ACTIVITY -> In the material below, transcribe every line from the first through the line holding "port — this", exactly, and stop after that line.

--- GIVEN DATA Enclosed Below ---

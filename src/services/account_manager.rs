//! Account Manager (C3, `spec.md` §4.3). Maps a `forge_identity_ref` to its
//! credential and capability set. Credentials are resolved through the
//! `CredentialStore` port at boot and held only behind that port — this
//! service never caches the raw credential string itself, only the
//! `forge_identity_ref` needed to re-resolve it just before use, so a
//! `Debug`-dump of `AccountManager` can never leak a secret.

use std::collections::{HashMap, HashSet};
use std::sync::Arc;

use crate::domain::errors::BootError;
use crate::domain::ports::CredentialStore;

#[derive(Debug, Clone)]
pub struct AccountIdentity {
    pub forge_identity_ref: String,
    pub display_name: String,
    pub email: String,
    pub capabilities: HashSet<String>,
}

pub struct AccountManager {
    store: Arc<dyn CredentialStore>,
    identities: HashMap<String, AccountIdentity>,
}

impl AccountManager {
    pub fn new(store: Arc<dyn CredentialStore>, identities: Vec<AccountIdentity>) -> Self {
        Self {
            store,
            identities: identities
                .into_iter()
                .map(|i| (i.forge_identity_ref.clone(), i))
                .collect(),
        }
    }

    /// Resolves the raw credential for an identity. Callers must not log or
    /// `Debug`-format the returned string.
    pub fn credential_for(&self, forge_identity_ref: &str) -> Result<String, BootError> {
        self.store.resolve(forge_identity_ref)
    }

    pub fn identity(&self, forge_identity_ref: &str) -> Option<&AccountIdentity> {
        self.identities.get(forge_identity_ref)
    }

    /// `can(identity, capability)` per `spec.md` §4.3. Unknown identities
    /// have no capabilities; C2 enforces this again independently.
    pub fn can(&self, forge_identity_ref: &str, capability: &str) -> bool {
        self.identities
            .get(forge_identity_ref)
            .is_some_and(|i| i.capabilities.contains(capability))
    }
}
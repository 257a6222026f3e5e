//! Routing Decision value (`spec.md` §3, §4.6).

use serde::{Deserialize, Serialize};

use super::agent::AgentRole;
use super::complexity::{ComplexityAnalysis, ComplexityCategory};
use super::issue_ref::IssueRef;

#[derive(Debug, Clone, Copy, PartialEq, Eq, Serialize, Deserialize)]
#[serde(rename_all = "snake_case")]
pub enum RoutingAction {
    StartCodeAgent,
    StartCodeAgentWithEscalation,
    StartCoordinatorOrchestration,
}

#[derive(Debug, Clone, Copy, PartialEq, Eq, Serialize, Deserialize)]
#[serde(rename_all = "snake_case")]
pub enum Priority {
    Normal,
    High,
}

/// Produced exactly once per claim by the Coordinator Gateway (C6);
/// immutable once constructed.
#[derive(Debug, Clone, PartialEq, Serialize, Deserialize)]
pub struct RoutingDecision {
    pub issue_ref: IssueRef,
    pub category: ComplexityCategory,
    pub action: RoutingAction,
    pub agent_role_required: AgentRole,
    pub priority: Priority,
    pub escalation_enabled: bool,
    pub analysis: ComplexityAnalysis,
    pub explanatory_text: String,
}

impl RoutingDecision {
    /// The forge label this decision must be recorded under
    /// (`coordinator-approved-{simple|uncertain|complex}`, `spec.md` §6).
    pub fn label(&self) -> String {
        let suffix = match self.category {
            ComplexityCategory::Simple => "simple",
            ComplexityCategory::Uncertain => "uncertain",
            ComplexityCategory::Complex => "complex",
        };
        format!("coordinator-approved-{suffix}")
    }
}
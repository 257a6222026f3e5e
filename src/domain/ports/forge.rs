//! Code-forge contract (`spec.md` §6).
//!
//! Abstracted over any concrete provider; the only concrete implementation
//! shipped here is `infrastructure::forge::github::GitHubForgeClient`.

use async_trait::async_trait;

use crate::domain::errors::CoreResult;
use crate::domain::models::Issue;

/// Snapshot of the forge's own rate-limit headers, used by C1 to track the
/// "remaining budget" safety threshold.
#[derive(Debug, Clone, Copy, PartialEq, Eq)]
pub struct RateLimitStatus {
    pub limit: u32,
    pub remaining: u32,
    pub reset_unix_secs: u64,
}

#[derive(Debug, Clone)]
pub struct CreatedRef {
    pub number: u64,
    pub url: String,
}

/// The set of code-forge operations the orchestration core consumes.
/// Every mutating method is expected to be called only after the caller
/// (`services::forge_client::ForgeClient`) has obtained `Allow` from C1.
#[async_trait]
pub trait ForgePort: Send + Sync {
    async fn list_issues(&self, repo_id: &str, label: &str) -> CoreResult<Vec<Issue>>;
    /// Open issues assigned to `assignee`, independent of labels — the
    /// second discovery path alongside label-based `list_issues`
    /// (`spec.md` §4.10 criterion (a): "labelled 'agent-ready' OR assigned
    /// to a known bot identity").
    async fn list_issues_by_assignee(&self, repo_id: &str, assignee: &str) -> CoreResult<Vec<Issue>>;
    async fn get_issue(&self, repo_id: &str, issue_number: u64) -> CoreResult<Issue>;

    async fn create_label(&self, repo_id: &str, name: &str, color: &str) -> CoreResult<()>;
    async fn delete_label(&self, repo_id: &str, name: &str) -> CoreResult<()>;
    async fn add_label(&self, repo_id: &str, issue_number: u64, label: &str) -> CoreResult<()>;
    async fn remove_label(&self, repo_id: &str, issue_number: u64, label: &str) -> CoreResult<()>;

    async fn create_comment(&self, repo_id: &str, issue_number: u64, body: &str) -> CoreResult<()>;

    async fn create_branch(&self, repo_id: &str, name: &str, from_ref: &str) -> CoreResult<()>;
    async fn delete_branch(&self, repo_id: &str, name: &str) -> CoreResult<()>;

    async fn create_pull_request(
        &self,
        repo_id: &str,
        title: &str,
        body: &str,
        head: &str,
        base: &str,
    ) -> CoreResult<CreatedRef>;

    async fn merge_pull_request(&self, repo_id: &str, pr_number: u64) -> CoreResult<()>;

    async fn get_authenticated_user(&self) -> CoreResult<String>;

    /// Parsed from the response headers of the most recent request; used
    /// by C1's forge-budget safety check.
    async fn get_rate_limit_status(&self) -> CoreResult<RateLimitStatus>;
}
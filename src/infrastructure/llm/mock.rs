//! In-memory `LlmProvider` for tests. Grounded on the teacher's
//! `adapters/substrates/mock.rs`.

use async_trait::async_trait;
use std::sync::Mutex;
use std::time::Duration;

use crate::domain::errors::CoreError;
use crate::domain::ports::llm::{LlmCompletion, LlmMessage, LlmProvider};

pub struct MockLlmProvider {
    responses: Mutex<Vec<Result<LlmCompletion, CoreError>>>,
}

impl MockLlmProvider {
    pub fn new(responses: Vec<Result<LlmCompletion, CoreError>>) -> Self {
        Self {
            responses: Mutex::new(responses),
        }
    }

    pub fn always_returning(text: impl Into<String>) -> Self {
        Self {
            responses: Mutex::new(vec![Ok(LlmCompletion {
                text: text.into(),
                tokens_in: 10,
                tokens_out: 10,
            })]),
        }
    }
}

#[async_trait]
impl LlmProvider for MockLlmProvider {
    async fn complete(
        &self,
        _model: &str,
        _messages: &[LlmMessage],
        _max_tokens: u32,
        _temperature: f32,
        _timeout: Duration,
    ) -> Result<LlmCompletion, CoreError> {
        let mut queue = self.responses.lock().expect("mock lock poisoned");
        if queue.len() > 1 {
            queue.remove(0)
        } else if let Some(last) = queue.last() {
            last.clone()
        } else {
            Err(CoreError::LlmUnavailable {
                kind: crate::domain::errors::LlmErrorKind::Unavailable,
                message: "mock exhausted".to_string(),
            })
        }
    }
}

--- End of Enclosed GIVEN DATA ---

PROBLEM SOLUTION ->
filename src/services/account_manager.rs
//! Account Manager (C3, `spec.md` §4.3). Maps a `forge_identity_ref` to its
//! credential and capability set. Credentials are resolved through the
//! `CredentialStore` port at boot and held only behind that port — this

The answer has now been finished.